Abril com mais de metade dos contratos
A maioria dos contratos foi realizada por ajuste direto (invocando motivos de urgência imperiosa devido a acontecimentos imprevisíveis que impedem o cumprimento dos prazos normais associados aos procedimentos) ou recorrendo à figura dos acordos-quadro (celebrados entre entidades adjudicantes e adjudicatárias para disciplinar relações contratuais futuras num determinado período, fixando antecipadamente os seus termos), e em alguns casos invocando Decreto-Lei n.º 10-A/2020, que estabelece medidas excecionais e temporárias relativas à situação epidemiológica do novo coronavírus. A muitos dos procedimentos faltam ainda as peças anexas, o que não permite ter acesso a pormenores sobre os contratos.
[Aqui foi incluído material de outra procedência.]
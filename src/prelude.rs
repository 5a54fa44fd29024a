// Internal logging facade: `debug!`, `info!`, `warn!`, `error!` backed by
// `tracing`, `log`, or nothing depending on enabled features.

#[allow(unused_imports, reason = "not every level is used by every module")]
pub(crate) use crate::logging::{
    log_debug as debug, log_error as error, log_info as info, log_warn as warn,
};
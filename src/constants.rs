//! Constants shared by the argument template and the default launcher.

/// Location of the certificate verification helper on a standard installation.
///
/// The helper validates one certificate per invocation against the configured
/// CA database and reports the verdict through its exit status.
pub const DEFAULT_HELPER_PATH: &str = "/usr/libexec/sssd/p11_child";

/// Flag carrying the helper's own timeout, in whole seconds.
pub const ARG_TIMEOUT: &str = "--timeout";

/// Flag selecting the helper's verify-only mode.
pub const ARG_VERIFICATION: &str = "--verification";

/// Flag carrying extra certificate verification options.
pub const ARG_VERIFY_OPTIONS: &str = "--verify";

/// Flag carrying the CA database path.
pub const ARG_CA_DB: &str = "--ca_db";

/// Flag carrying the base64 encoded certificate. Always the last flag.
pub const ARG_CERTIFICATE: &str = "--certificate";
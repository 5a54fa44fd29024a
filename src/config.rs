//! Verifier configuration and builder.

use crate::cert::encoder::{Base64Encoder, CertEncoder};
use crate::cert::matcher::CertMatcher;
use crate::constants::DEFAULT_HELPER_PATH;
use crate::launcher::{ProcessLauncher, VerifierLauncher};
use crate::ssh::{KeyDeriver, X509KeyDeriver};
use crate::verifier::{CertKeyVerifier, Collaborators};
use serde::{Deserialize, Serialize};
use std::fmt::Debug;
use std::path::PathBuf;
use std::sync::Arc;
use std::time::Duration;

/// Plain settings of a [`CertKeyVerifier`].
///
/// Deserializable so the owning service can keep it in its own configuration
/// file. Missing fields take their defaults.
///
/// ```
/// use ssh_cert_keys::VerifierConfig;
///
/// let config: VerifierConfig = serde_json::from_str(
///     r#"{ "ca_db": "/etc/sssd/pki/sssd_auth_ca_db.pem", "timeout_secs": 10 }"#,
/// )?;
/// assert_eq!(config.timeout_secs, 10);
/// assert!(config.verify_options.is_none());
/// # Ok::<(), serde_json::Error>(())
/// ```
#[derive(Clone, Debug, PartialEq, Eq, Serialize, Deserialize)]
#[serde(default)]
pub struct VerifierConfig {
    /// CA database the helper validates against. Required for a run to start.
    pub ca_db: Option<PathBuf>,
    /// Extra verification options forwarded verbatim to the helper.
    pub verify_options: Option<String>,
    /// Per-certificate timeout in seconds. `0` disables the timer.
    pub timeout_secs: u64,
    /// Destination for the helper's diagnostic output.
    pub logfile: Option<PathBuf>,
    /// Verification helper executable.
    pub helper_path: PathBuf,
}

impl Default for VerifierConfig {
    fn default() -> Self {
        Self {
            ca_db: None,
            verify_options: None,
            timeout_secs: 0,
            logfile: None,
            helper_path: PathBuf::from(DEFAULT_HELPER_PATH),
        }
    }
}

impl VerifierConfig {
    /// Returns the per-certificate timeout, or `None` if disabled.
    pub fn timeout(&self) -> Option<Duration> {
        (self.timeout_secs > 0).then(|| Duration::from_secs(self.timeout_secs))
    }
}

/// Builder for [`CertKeyVerifier`].
///
/// Without further configuration the verifier uses every input certificate
/// as a candidate, encodes with [`Base64Encoder`], derives keys with
/// [`X509KeyDeriver`] and runs the helper through a [`ProcessLauncher`].
///
/// # Example
///
/// ```no_run
/// use ssh_cert_keys::cert::matcher::ClientAuthMatcher;
/// use ssh_cert_keys::CertKeyVerifier;
/// use std::time::Duration;
///
/// # async fn example(certs: Vec<Vec<u8>>) -> Result<(), Box<dyn std::error::Error>> {
/// let verifier = CertKeyVerifier::builder()
///     .ca_db("/etc/sssd/pki/sssd_auth_ca_db.pem")
///     .timeout(Duration::from_secs(10))
///     .matcher(ClientAuthMatcher)
///     .build();
///
/// let keys = verifier.start(&certs).await_result().await?;
/// for key in keys.keys() {
///     println!("{}", key.to_openssh()?);
/// }
/// # Ok(())
/// # }
/// ```
pub struct CertKeyVerifierBuilder {
    config: VerifierConfig,
    matcher: Option<Box<dyn CertMatcher>>,
    encoder: Option<Box<dyn CertEncoder>>,
    deriver: Option<Arc<dyn KeyDeriver>>,
    launcher: Option<Arc<dyn VerifierLauncher>>,
}

impl Debug for CertKeyVerifierBuilder {
    fn fmt(&self, f: &mut std::fmt::Formatter<'_>) -> std::fmt::Result {
        f.debug_struct("CertKeyVerifierBuilder")
            .field("config", &self.config)
            .field("matcher", &self.matcher.as_ref().map(|_| "<CertMatcher>"))
            .field("encoder", &self.encoder.as_ref().map(|_| "<CertEncoder>"))
            .field("deriver", &self.deriver.as_ref().map(|_| "<KeyDeriver>"))
            .field(
                "launcher",
                &self.launcher.as_ref().map(|_| "<VerifierLauncher>"),
            )
            .finish()
    }
}

impl Default for CertKeyVerifierBuilder {
    fn default() -> Self {
        Self::new()
    }
}

impl CertKeyVerifierBuilder {
    /// Creates a builder with default settings.
    pub fn new() -> Self {
        Self {
            config: VerifierConfig::default(),
            matcher: None,
            encoder: None,
            deriver: None,
            launcher: None,
        }
    }

    /// Replaces all plain settings at once.
    #[must_use]
    pub fn config(mut self, config: VerifierConfig) -> Self {
        self.config = config;
        self
    }

    /// Sets the CA database path.
    #[must_use]
    pub fn ca_db(mut self, path: impl Into<PathBuf>) -> Self {
        self.config.ca_db = Some(path.into());
        self
    }

    /// Sets extra verification options for the helper.
    #[must_use]
    pub fn verify_options(mut self, options: impl Into<String>) -> Self {
        self.config.verify_options = Some(options.into());
        self
    }

    /// Sets the per-certificate timeout.
    ///
    /// Only whole seconds count: anything under one second disables the timer.
    #[must_use]
    pub fn timeout(mut self, timeout: Duration) -> Self {
        self.config.timeout_secs = timeout.as_secs();
        self
    }

    /// Sets where the helper's diagnostic output goes.
    #[must_use]
    pub fn logfile(mut self, path: impl Into<PathBuf>) -> Self {
        self.config.logfile = Some(path.into());
        self
    }

    /// Sets the helper executable used by the default launcher.
    #[must_use]
    pub fn helper_path(mut self, path: impl Into<PathBuf>) -> Self {
        self.config.helper_path = path.into();
        self
    }

    /// Restricts candidates to certificates accepted by `matcher`.
    #[must_use]
    pub fn matcher<M>(mut self, matcher: M) -> Self
    where
        M: CertMatcher,
    {
        self.matcher = Some(Box::new(matcher));
        self
    }

    /// Replaces the certificate encoder.
    #[must_use]
    pub fn encoder<E>(mut self, encoder: E) -> Self
    where
        E: CertEncoder,
    {
        self.encoder = Some(Box::new(encoder));
        self
    }

    /// Replaces the SSH key deriver.
    #[must_use]
    pub fn key_deriver<D>(mut self, deriver: D) -> Self
    where
        D: KeyDeriver,
    {
        self.deriver = Some(Arc::new(deriver));
        self
    }

    /// Replaces the helper launcher. `helper_path` and `logfile` are then
    /// only meaningful to the extent the custom launcher uses them.
    #[must_use]
    pub fn launcher<L>(mut self, launcher: L) -> Self
    where
        L: VerifierLauncher,
    {
        self.launcher = Some(Arc::new(launcher));
        self
    }

    /// Builds the verifier.
    ///
    /// Building never fails; configuration problems are reported by each run
    /// (see [`CertKeyVerifier::start`]).
    pub fn build(self) -> CertKeyVerifier {
        let launcher = self.launcher.unwrap_or_else(|| {
            let mut launcher = ProcessLauncher::new(self.config.helper_path.clone());
            if let Some(logfile) = &self.config.logfile {
                launcher = launcher.logfile(logfile.clone());
            }
            Arc::new(launcher)
        });

        CertKeyVerifier::from_parts(
            self.config,
            Collaborators {
                matcher: self.matcher,
                encoder: self.encoder.unwrap_or_else(|| Box::new(Base64Encoder)),
                deriver: self.deriver.unwrap_or_else(|| Arc::new(X509KeyDeriver)),
                launcher,
            },
        )
    }
}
Os meses de março e abril foram, previsivelmente, aqueles que registaram mais contratos – os primeiros casos em Portugal foram conhecidos a 2 de março – mas já em fevereiro havia equipamentos e serviços contratados com o argumento da deteção da Covid-19, no valor de €388 mil. Os contratos assinados em março ascendem a um total de €66,4 milhões e em abril a €91 milhões, mais de metade do total. Os prazos de execução oscilam entre os zero e os 365 dias.
Os dados para esta análise foram obtidos junto do Base.gov até às 18:00 desta quinta-feira, 30 de abril, cruzando os resultados de buscas pelos termos coronavírus, coronavirus, covid-19, SARS e ncov, para o período a partir de 1 de fevereiro e procurando extirpar eventuais sobreposições. O universo referido pode, no entanto, não corresponder ao total que já foi aplicado. Desde logo, porque há anúncios que estão a ser publicados com, por vezes, dois meses de diferença em relação à data de celebração do contrato, pelo que poderão estar ainda por entrar valores referentes ao período fevereiro-abril que aqui não estão contabilizados. Por outro lado, poderá haver entidades que apesar de comprarem bens no âmbito da atual pandemia, não especificam essa relação no objeto do contrato.